Je ne puis donc flatter Lekain dans son goût cicéronien ; je m’en remets à la décision de mes anges : c’est aux premiers gentilshommes de la chambre à donner les rôles ; un pauvre auteur ne doit jamais se mêler de rien que d’être sifflé.

Autre requête à mes anges, concernant le Droit du Seigneur. On dit qu’on a tout mutilé, tout bouleversé. La pièce sera huée, je vous en avertis. J’écris à frère Damilaville[2] ; je le prie de m’envoyer la pièce telle qu’on la doit jouer : ce qu’il y a encore de très-important, c’est qu’il faut jurer toujours qu’on ne connaît point l’auteur. Le public cherche à me deviner, pour se moquer de moi ; je vois cela de cent lieues.

Mes divins anges, ce n’est pas tout. Renvoyez-moi, je vous prie, tous mes chiffons, c’est-à-dire les deux leçons de cette œuvre de six jours, que je mets plus de six fois six autres jours à reprendre en sous-œuvre. Ou je suis un sot, ou cela sera déchirant, et vous en viendrez à votre honneur. Vous pouvez être sûrs que si je reçois le matin votre paquet, un autre partira le soir pour aller se mettre à l’ombre de vos ailes. Ah ! que vous m’avez fait aimer le tripot ! Je relisais tout à l’heure une première scène d’une drame commencé et abandonné. Cette première scène me réchauffe ; je reprendrai ce drame, mais il faut songer sérieusement à Pierre Ier[3] ?

La vie est courte ; il n’y a pas un moment à perdre à l’âge où je suis. La vie des talents est encore plus courte.
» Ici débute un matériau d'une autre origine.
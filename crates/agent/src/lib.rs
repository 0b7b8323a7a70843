//! The agent core of CloudWarden.
//!
//! Each mission is one bounded **ask → act → observe** loop:
//!
//! 1. **Send** the conversation and the mission's tool catalogue to the model
//! 2. **If a tool call**: dispatch it through the registry (AWS CLI commands
//!    pass the approval gate first), append the result, and ask again
//! 3. **If free text**: that is the final answer
//!
//! A loop also stops when a tool reports the mission complete, or when the
//! turn budget runs out. [`SessionManager`] wraps the loop for chat replies,
//! scans (with a second classification pass), and patches, and tracks each
//! as a work unit with a terminal status.

pub mod loop_runner;
pub mod prompts;
pub mod session;

#[cfg(test)]
mod test_helpers;

pub use loop_runner::{AgentLoop, LoopOutcome};
pub use session::{MissionOptions, SessionManager, Submission};
//! `cloudwarden scan` — audit services across regions.

use super::{CmdResult, Runtime, wait_for};
use cloudwarden_core::store::{PersistQueueStore, WorkStatus};

pub async fn run(services: Vec<String>, regions: Vec<String>) -> CmdResult {
    let runtime = Runtime::open().await?;

    let catalog = &runtime.config.catalog;
    for service in services.iter().filter(|s| !catalog.services.contains(s)) {
        eprintln!("  ⚠️  Service {service} is not in the configured catalogue");
    }
    for region in regions.iter().filter(|r| !catalog.regions.contains(r)) {
        eprintln!("  ⚠️  Region {region} is not in the configured catalogue");
    }

    let bus = runtime.event_bus();
    let sessions = runtime.sessions(bus.clone()).await?;
    let monitor_mode = runtime.store.get_settings().await?.monitor_mode;

    let events = bus.subscribe();
    let submission = sessions.submit_scan(&services, &regions).await?;
    let scan_id = submission.id.clone();
    println!("Scan started: {scan_id}");
    wait_for(submission, events, monitor_mode).await?;

    let status = sessions.get_status(&scan_id).await?;
    let found = runtime
        .store
        .list_findings()
        .await?
        .into_iter()
        .filter(|f| f.scan_id == scan_id)
        .count();
    println!("Scan {scan_id}: {status}, {found} finding(s)");

    if status == WorkStatus::Failed {
        return Err("Scan failed".into());
    }
    Ok(())
}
Travaillons tandis que nous avons encore du feu dans les veines.

Je suis content de l’Espagne[4] : il vaut mieux tard que jamais.

Il y a longtemps que je dis : Gare à vous, Joseph ! Je dis aussi : Gare à vous, Luc !

Aux pieds des anges.

  1. Cette expression regarde Lanoue.
  2. Voyez lettre 4799.
  3. Voyez tome VII, la tragédie de Don Pèdre.
  4. Qui avait ratifié le pacte de famille ; voyez page 4.